__Problem requirements__: With the first line as the start and the line containing "pub struct UserRow" as the end, write out every line of the records exactly.

[Stored data]

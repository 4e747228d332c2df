//! Database row types. These map directly to SQLite rows and are converted
//! into `habitat-types` models at the edge of the crate.

use anyhow::{Context, Result};
use chrono::{DateTime, NaiveDate, NaiveDateTime, SecondsFormat, Utc};
use uuid::Uuid;

use habitat_types::models::{Category, CompletionLog, Habit, Notification, Recurrence, User};

const DATE_FORMAT: &str = "%Y-%m-%d";
const SQLITE_DATETIME: &str = "%Y-%m-%d %H:%M:%S";

pub struct UserRow {
    pub id: String,
    pub email: String,
    pub name: String,
    pub password: String,
    pub created_at: String,
}

impl UserRow {
    pub fn into_user(self) -> Result<User> {
        Ok(User {
            id: Uuid::parse_str(&self.id).with_context(|| format!("user id '{}'", self.id))?,
            email: self.email,
            name: self.name,
            created_at: parse_timestamp(&self.created_at)?,
        })
    }
}

pub struct HabitRow {
    pub id: String,
    pub user_id: String,
    pub name: String,
    pub description: Option<String>,
    pub color: String,
    pub frequency: String,
    pub active_days: Option<String>,
    pub start_date: Option<String>,
    pub end_date: Option<String>,
    pub notifications_enabled: bool,
    pub created_at: String,
    pub category_id: Option<String>,
}

impl HabitRow {
    /// Recurrence never fails to convert; malformed dates do.
    pub fn into_habit(self) -> Result<Habit> {
        let recurrence = Recurrence::from_record(&self.frequency, self.active_days.as_deref());
        let start_date = self.start_date.as_deref().map(parse_date).transpose()?;
        let end_date = self.end_date.as_deref().map(parse_date).transpose()?;
        let created_at = parse_timestamp(&self.created_at)?;

        Ok(Habit {
            id: self.id,
            user_id: self.user_id,
            name: self.name,
            description: self.description,
            color: self.color,
            recurrence,
            start_date,
            end_date,
            created_at,
            notifications_enabled: self.notifications_enabled,
            category_id: self.category_id,
        })
    }
}

pub struct CategoryRow {
    pub id: String,
    pub user_id: String,
    pub name: String,
    pub color: String,
    pub created_at: String,
}

impl CategoryRow {
    pub fn into_category(self) -> Result<Category> {
        Ok(Category {
            created_at: parse_timestamp(&self.created_at)?,
            id: self.id,
            user_id: self.user_id,
            name: self.name,
            color: self.color,
        })
    }
}

pub struct LogRow {
    pub habit_id: String,
    pub date: String,
    pub done: bool,
}

impl LogRow {
    pub fn into_log(self) -> Result<CompletionLog> {
        Ok(CompletionLog {
            date: parse_date(&self.date)?,
            habit_id: self.habit_id,
            done: self.done,
        })
    }
}

pub struct NotificationRow {
    pub id: String,
    pub user_id: String,
    pub kind: String,
    pub payload: String,
    pub read: bool,
    pub created_at: String,
}

impl NotificationRow {
    pub fn into_notification(self) -> Result<Notification> {
        Ok(Notification {
            created_at: parse_timestamp(&self.created_at)?,
            id: self.id,
            user_id: self.user_id,
            kind: self.kind,
            payload: self.payload,
            read: self.read,
        })
    }
}

pub fn parse_date(raw: &str) -> Result<NaiveDate> {
    NaiveDate::parse_from_str(raw, DATE_FORMAT).with_context(|| format!("invalid date '{}'", raw))
}

pub fn format_date(date: NaiveDate) -> String {
    date.format(DATE_FORMAT).to_string()
}

/// Accepts RFC 3339 and SQLite's `datetime('now')` format (implicitly UTC).
pub fn parse_timestamp(raw: &str) -> Result<DateTime<Utc>> {
    if let Ok(dt) = DateTime::parse_from_rfc3339(raw) {
        return Ok(dt.with_timezone(&Utc));
    }
    NaiveDateTime::parse_from_str(raw, SQLITE_DATETIME)
        .map(|naive| naive.and_utc())
        .with_context(|| format!("invalid timestamp '{}'", raw))
}

pub fn format_timestamp(ts: DateTime<Utc>) -> String {
    ts.to_rfc3339_opts(SecondsFormat::Secs, true)
}

#[cfg(test)]
mod tests {
    use super::*;
    use chrono::TimeZone;

    #[test]
    fn timestamps_accept_both_formats() {
        let expected = Utc.with_ymd_and_hms(2024, 3, 5, 7, 30, 0).unwrap();
        assert_eq!(parse_timestamp("2024-03-05T07:30:00Z").unwrap(), expected);
        assert_eq!(parse_timestamp("2024-03-05T08:30:00+01:00").unwrap(), expected);
        assert_eq!(parse_timestamp("2024-03-05 07:30:00").unwrap(), expected);
        assert!(parse_timestamp("yesterday").is_err());
    }

    #[test]
    fn habit_row_with_bad_active_days_still_converts() {
        let row = HabitRow {
            id: "h1".into(),
            user_id: "u1".into(),
            name: "Stretch".into(),
            description: None,
            color: "green".into(),
            frequency: "CUSTOM".into(),
            active_days: Some("not json".into()),
            start_date: None,
            end_date: None,
            notifications_enabled: true,
            category_id: None,
            created_at: "2024-01-01T00:00:00Z".into(),
        };
        let habit = row.into_habit().unwrap();
        assert!(matches!(habit.recurrence, Recurrence::Custom(days) if days.is_empty()));
    }

    #[test]
    fn habit_row_with_bad_date_fails() {
        let row = HabitRow {
            id: "h1".into(),
            user_id: "u1".into(),
            name: "Stretch".into(),
            description: None,
            color: "green".into(),
            frequency: "DAILY".into(),
            active_days: None,
            start_date: Some("01/02/2024".into()),
            end_date: None,
            notifications_enabled: true,
            category_id: None,
            created_at: "2024-01-01T00:00:00Z".into(),
        };
        assert!(row.into_habit().is_err());
    }
}
use std::collections::BTreeSet;

use chrono::NaiveDate;

/// How many days [`streak`] walks back by default.
pub const DEFAULT_LOOKBACK: u32 = 365;

/// Consecutive completed days ending at `reference`.
///
/// Counts calendar days for every recurrence, weekly habits included.
/// Returns 0 when `reference` itself is not completed.
pub fn streak(completions: &BTreeSet<NaiveDate>, reference: NaiveDate, max_lookback: u32) -> u32 {
    let mut count = 0;
    let mut day = reference;
    while count < max_lookback && completions.contains(&day) {
        count += 1;
        match day.pred_opt() {
            Some(prev) => day = prev,
            None => break,
        }
    }
    count
}

/// Longest run of consecutive completed days anywhere in the history.
pub fn longest_streak(completions: &BTreeSet<NaiveDate>) -> u32 {
    let mut best = 0;
    let mut run = 0;
    let mut prev: Option<NaiveDate> = None;

    for &day in completions {
        run = match prev {
            Some(p) if p.succ_opt() == Some(day) => run + 1,
            _ => 1,
        };
        best = best.max(run);
        prev = Some(day);
    }
    best
}

#[cfg(test)]
mod tests {
    use super::*;

    fn day(y: i32, m: u32, d: u32) -> NaiveDate {
        NaiveDate::from_ymd_opt(y, m, d).unwrap()
    }

    #[test]
    fn counts_run_ending_today() {
        let today = day(2024, 5, 10);
        let done = BTreeSet::from([day(2024, 5, 10), day(2024, 5, 9), day(2024, 5, 8), day(2024, 5, 6)]);
        assert_eq!(streak(&done, today, DEFAULT_LOOKBACK), 3);
    }

    #[test]
    fn empty_history_is_zero() {
        assert_eq!(streak(&BTreeSet::new(), day(2024, 5, 10), DEFAULT_LOOKBACK), 0);
    }

    #[test]
    fn missing_reference_day_is_zero() {
        let done = BTreeSet::from([day(2024, 5, 9), day(2024, 5, 8)]);
        assert_eq!(streak(&done, day(2024, 5, 10), DEFAULT_LOOKBACK), 0);
    }

    #[test]
    fn lookback_caps_the_walk() {
        let today = day(2024, 5, 10);
        let done: BTreeSet<NaiveDate> = day(2024, 4, 1).iter_days().take_while(|d| *d <= today).collect();
        assert_eq!(streak(&done, today, 7), 7);
        assert_eq!(streak(&done, today, DEFAULT_LOOKBACK), done.len() as u32);
    }

    #[test]
    fn longest_run_across_gaps() {
        let done = BTreeSet::from([
            day(2024, 1, 1),
            day(2024, 1, 2),
            day(2024, 1, 5),
            day(2024, 1, 6),
            day(2024, 1, 7),
            day(2024, 1, 9),
        ]);
        assert_eq!(longest_streak(&done), 3);
        assert_eq!(longest_streak(&BTreeSet::new()), 0);
    }

    #[test]
    fn longest_run_crosses_month_boundary() {
        let done = BTreeSet::from([day(2024, 2, 28), day(2024, 2, 29), day(2024, 3, 1)]);
        assert_eq!(longest_streak(&done), 3);
    }
}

__The answer__:
repository 4e747228d332c2df
//! Database row types. These map directly to SQLite rows and are converted
//! into `habitat-types` models at the edge of the crate.

use anyhow::{Context, Result};
use chrono::{DateTime, NaiveDate, NaiveDateTime, SecondsFormat, Utc};
use uuid::Uuid;

use habitat_types::models::{Category, CompletionLog, Habit, Notification, Recurrence, User};

const DATE_FORMAT: &str = "%Y-%m-%d";
const SQLITE_DATETIME: &str = "%Y-%m-%d %H:%M:%S";

pub struct UserRow {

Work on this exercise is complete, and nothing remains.